Meine jüngste Tochter, 6 Jahre alt, ist mit dem gleichaltrigen Nachbarssohn befreundet. Sie treffen sich ziemlich regelmäßig und spielen sehr gerne und ausgiebig miteinander. Mein Mann liebt die neuesten Technik Artikel über alles und es muss immer das Neueste und Beste sein. So kamen wir eines Tages auch in den Genuss eines Entsafters. Unser Nesthäckchen spielte mal wieder mit dem Nachbarsjungen. Sie waren in das Spiel “Monopoly Junior” vertieft und kämpften fleißig um den Sieg. Doch es kam so, dass mein Chef mich anrief, dass ich sofort vorbeikommen sollte, da sich in der Firma etwas Wichtiges ereignet hat und ich meine Stimme zu einem gewissen Thema abgeben sollte. So bat ich meine Große, sie ist 16 Jahre alt, sich um die Beiden zu kümmern. So sah ich die Zwei in guten Händen und verließ das Haus, um in der Firma anwesend zu sein und um den wichtigen Punkt zu besprechen.

Monopoly

Monopoly – leider spielen wir heute viel zu selten mit unseren Kindern

Meine ältere Tochter ist bzw. war sehr verliebt in einen Jungen in ihrem Alter. Doch sie wagte es nicht, ihn darauf anzusprechen und schickte deshalb eine Freundin vor. Diese rief am selben Nachmittag an, um sie auf dem laufenden zu halten. Jana, meine Große, war ganz vertieft in das Gespräch und vergaß die Welt um sich herum. Sie hatte erfahren, dass ihr Schwarm auch großes Interesse an ihr hätte, und wollte alles in Einzelheiten erfahren, was die Freundin zu berichten hatte. Währenddessen war den beiden Kleinen, Ronja und Sven, bald langweilig und sie baten deshalb Jana, mit ihnen zu spielen. Doch sie winkte ab und wollte weiterhin telefonieren. Sven bekam Hunger und Ronja kam auf die Idee, mithilfe des Entsafters frischen Saft zu machen, da gesunde Ernährung doch so wichtig wäre. Es war wohl mein Fehler, dass ich sie oft darauf hingewiesen hatte, dass sie zu viel Süßigkeiten in sich hineinstopfen würde. Sie fanden den Obstteller mit Trauben, Äpfeln, Orangen und Nektarinen vor und stopften alles in den Entsafter. Sie wollten Multivitamin Saft herstellen und stellten das Gerät an.
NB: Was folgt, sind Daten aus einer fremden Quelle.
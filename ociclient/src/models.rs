use serde::{Deserialize, Serialize};

use crate::digest::OciDigest;
use crate::error::RegistryError;

pub const OCI_MANIFEST_MEDIA_TYPE: &str = "application/vnd.oci.image.manifest.v1+json";
pub const OCI_INDEX_MEDIA_TYPE: &str = "application/vnd.oci.image.index.v1+json";
pub const DOCKER_MANIFEST_MEDIA_TYPE: &str =
    "application/vnd.docker.distribution.manifest.v2+json";
pub const DOCKER_MANIFEST_LIST_MEDIA_TYPE: &str =
    "application/vnd.docker.distribution.manifest.list.v2+json";

/// Represents a descriptor for a content blob in an OCI registry
#[derive(Debug, Clone, Serialize, Deserialize)]
#[serde(rename_all = "camelCase")]
pub struct Descriptor {
    /// Media type of the referenced content
    #[serde(default)]
    pub media_type: String,
    /// Digest of the referenced content
    pub digest: OciDigest,
    /// Size of the referenced content in bytes, absent in malformed manifests
    #[serde(default, skip_serializing_if = "Option::is_none")]
    pub size: Option<u64>,
    /// Optional platform information
    #[serde(default, skip_serializing_if = "Option::is_none")]
    pub platform: Option<Platform>,
}

/// Represents platform information for a manifest
#[derive(Debug, Clone, PartialEq, Eq, Serialize, Deserialize)]
pub struct Platform {
    /// Operating system
    pub os: String,
    /// CPU architecture
    pub architecture: String,
    /// Optional variant
    #[serde(default, skip_serializing_if = "Option::is_none")]
    pub variant: Option<String>,
}

impl Platform {
    pub fn new(os: impl Into<String>, architecture: impl Into<String>) -> Self {
        Self {
            os: os.into(),
            architecture: architecture.into(),
            variant: None,
        }
    }

    /// Whether a candidate platform from an index satisfies this one.
    /// A missing variant on either side matches any variant.
    pub fn matches(&self, candidate: &Platform) -> bool {
        self.os == candidate.os
            && self.architecture == candidate.architecture
            && match (&self.variant, &candidate.variant) {
                (Some(wanted), Some(got)) => wanted == got,
                _ => true,
            }
    }
}

impl std::fmt::Display for Platform {
    fn fmt(&self, f: &mut std::fmt::Formatter<'_>) -> std::fmt::Result {
        write!(f, "{}/{}", self.os, self.architecture)?;
        if let Some(variant) = &self.variant {
            write!(f, "/{}", variant)?;
        }
        Ok(())
    }
}

/// Represents an OCI image manifest
#[derive(Debug, Clone, Serialize, Deserialize)]
#[serde(rename_all = "camelCase")]
pub struct ImageManifest {
    /// Schema version of the manifest
    pub schema_version: i32,
    /// Media type of the manifest
    #[serde(default, skip_serializing_if = "Option::is_none")]
    pub media_type: Option<String>,
    /// Descriptor for the config blob
    pub config: Descriptor,
    /// Descriptors for the layer blobs
    #[serde(default)]
    pub layers: Vec<Descriptor>,
}

impl ImageManifest {
    /// Size of every layer as reported by the manifest.
    pub fn layer_sizes(&self) -> Vec<Option<u64>> {
        self.layers.iter().map(|layer| layer.size).collect()
    }
}

/// Represents an OCI image index or Docker manifest list
#[derive(Debug, Clone, Serialize, Deserialize)]
#[serde(rename_all = "camelCase")]
pub struct ImageManifestList {
    /// Schema version of the manifest list
    pub schema_version: i32,
    /// Media type of the manifest list
    #[serde(default, skip_serializing_if = "Option::is_none")]
    pub media_type: Option<String>,
    /// List of manifests
    pub manifests: Vec<Descriptor>,
}

impl ImageManifestList {
    /// Pick the manifest for `platform`, falling back to the first entry that
    /// declares no platform at all.
    pub fn select_platform(&self, platform: &Platform) -> Option<&Descriptor> {
        self.manifests
            .iter()
            .find(|m| m.platform.as_ref().is_some_and(|p| platform.matches(p)))
            .or_else(|| self.manifests.iter().find(|m| m.platform.is_none()))
    }
}

/// Enum representing different types of OCI manifests
#[derive(Debug, Clone)]
pub enum ManifestVariant {
    /// Single-platform image manifest
    Manifest(ImageManifest),
    /// Multi-platform index
    List(ImageManifestList),
}

impl ManifestVariant {
    /// Decode a manifest body. The `Content-Type` reported by the registry is
    /// preferred; when it is missing or generic the body's own `mediaType`
    /// and finally its shape decide.
    pub fn from_slice(content_type: Option<&str>, body: &[u8]) -> Result<Self, RegistryError> {
        let value: serde_json::Value = serde_json::from_slice(body)
            .map_err(|e| RegistryError::InvalidManifest(e.to_string()))?;

        let declared = content_type
            .filter(|ct| ct.starts_with("application/vnd."))
            .map(str::to_string)
            .or_else(|| {
                value
                    .get("mediaType")
                    .and_then(|m| m.as_str())
                    .map(str::to_string)
            });

        let is_list = match declared.as_deref() {
            Some(OCI_INDEX_MEDIA_TYPE | DOCKER_MANIFEST_LIST_MEDIA_TYPE) => true,
            Some(OCI_MANIFEST_MEDIA_TYPE | DOCKER_MANIFEST_MEDIA_TYPE) => false,
            Some(other) if value.get("fsLayers").is_some() => {
                return Err(RegistryError::UnsupportedManifest(other.to_string()));
            }
            _ if value.get("manifests").is_some() => true,
            _ if value.get("layers").is_some() => false,
            other => {
                return Err(RegistryError::UnsupportedManifest(
                    other.unwrap_or("unknown").to_string(),
                ));
            }
        };

        let decoded = if is_list {
            serde_json::from_value(value).map(ManifestVariant::List)
        } else {
            serde_json::from_value(value).map(ManifestVariant::Manifest)
        };

        decoded.map_err(|e| RegistryError::InvalidManifest(e.to_string()))
    }
}

#[cfg(test)]
mod tests {
    use super::*;

    const CONFIG: &str = "sha256:1111111111111111111111111111111111111111111111111111111111111111";
    const LAYER_A: &str = "sha256:aaaaaaaaaaaaaaaaaaaaaaaaaaaaaaaaaaaaaaaaaaaaaaaaaaaaaaaaaaaaaaaa";
    const LAYER_B: &str = "sha256:bbbbbbbbbbbbbbbbbbbbbbbbbbbbbbbbbbbbbbbbbbbbbbbbbbbbbbbbbbbbbbbb";

    fn manifest_json(sizes: &[Option<u64>]) -> String {
        let layers: Vec<serde_json::Value> = sizes
            .iter()
            .zip([LAYER_A, LAYER_B])
            .map(|(size, digest)| {
                let mut layer = serde_json::json!({
                    "mediaType": "application/vnd.oci.image.layer.v1.tar+gzip",
                    "digest": digest,
                });
                if let Some(size) = size {
                    layer["size"] = serde_json::json!(size);
                }
                layer
            })
            .collect();

        serde_json::json!({
            "schemaVersion": 2,
            "mediaType": OCI_MANIFEST_MEDIA_TYPE,
            "config": { "mediaType": "application/vnd.oci.image.config.v1+json", "digest": CONFIG, "size": 7 },
            "layers": layers,
        })
        .to_string()
    }

    #[test]
    fn test_decode_image_manifest() {
        let body = manifest_json(&[Some(100), Some(23)]);
        let variant = ManifestVariant::from_slice(None, body.as_bytes()).unwrap();
        let ManifestVariant::Manifest(manifest) = variant else {
            panic!("expected image manifest");
        };
        assert_eq!(manifest.layer_sizes(), vec![Some(100), Some(23)]);
    }

    #[test]
    fn test_missing_layer_size_is_reported() {
        let body = manifest_json(&[Some(100), None]);
        let variant = ManifestVariant::from_slice(Some(OCI_MANIFEST_MEDIA_TYPE), body.as_bytes())
            .unwrap();
        let ManifestVariant::Manifest(manifest) = variant else {
            panic!("expected image manifest");
        };
        assert_eq!(manifest.layer_sizes(), vec![Some(100), None]);
    }

    #[test]
    fn test_decode_index_and_select_platform() {
        let body = serde_json::json!({
            "schemaVersion": 2,
            "manifests": [
                { "mediaType": OCI_MANIFEST_MEDIA_TYPE, "digest": LAYER_A, "size": 1,
                  "platform": { "os": "linux", "architecture": "arm64", "variant": "v8" } },
                { "mediaType": OCI_MANIFEST_MEDIA_TYPE, "digest": LAYER_B, "size": 1,
                  "platform": { "os": "linux", "architecture": "amd64" } },
            ]
        })
        .to_string();

        let variant = ManifestVariant::from_slice(Some("application/json"), body.as_bytes()).unwrap();
        let ManifestVariant::List(list) = variant else {
            panic!("expected index");
        };

        let amd64 = list.select_platform(&Platform::new("linux", "amd64")).unwrap();
        assert_eq!(amd64.digest.to_string(), LAYER_B);

        let arm64 = list.select_platform(&Platform::new("linux", "arm64")).unwrap();
        assert_eq!(arm64.digest.to_string(), LAYER_A);

        assert!(list.select_platform(&Platform::new("windows", "amd64")).is_none());
    }

    #[test]
    fn test_schema1_is_unsupported() {
        let body = r#"{"schemaVersion":1,"mediaType":"application/vnd.docker.distribution.manifest.v1+prettyjws","fsLayers":[]}"#;
        assert!(matches!(
            ManifestVariant::from_slice(None, body.as_bytes()),
            Err(RegistryError::UnsupportedManifest(_))
        ));
    }
}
Doch leider hatten sie vergessen, die Öffnung zu schließen und der ganze Fruchtsaft verteilte sich in der Küche. Mich traf fast der Schlag, als ich die Küche vorgefunden hatte mit dem verteilten Saft des Obstes. Ich forderte Jana und Ronja auf, die ganze Schweinerei aufzuwischen und bat meinen Mann, in Zukunft besser auf seinen Entsafter besser aufzupassen, mit welchem er wirklich leckere Säfte zubereiten konnte.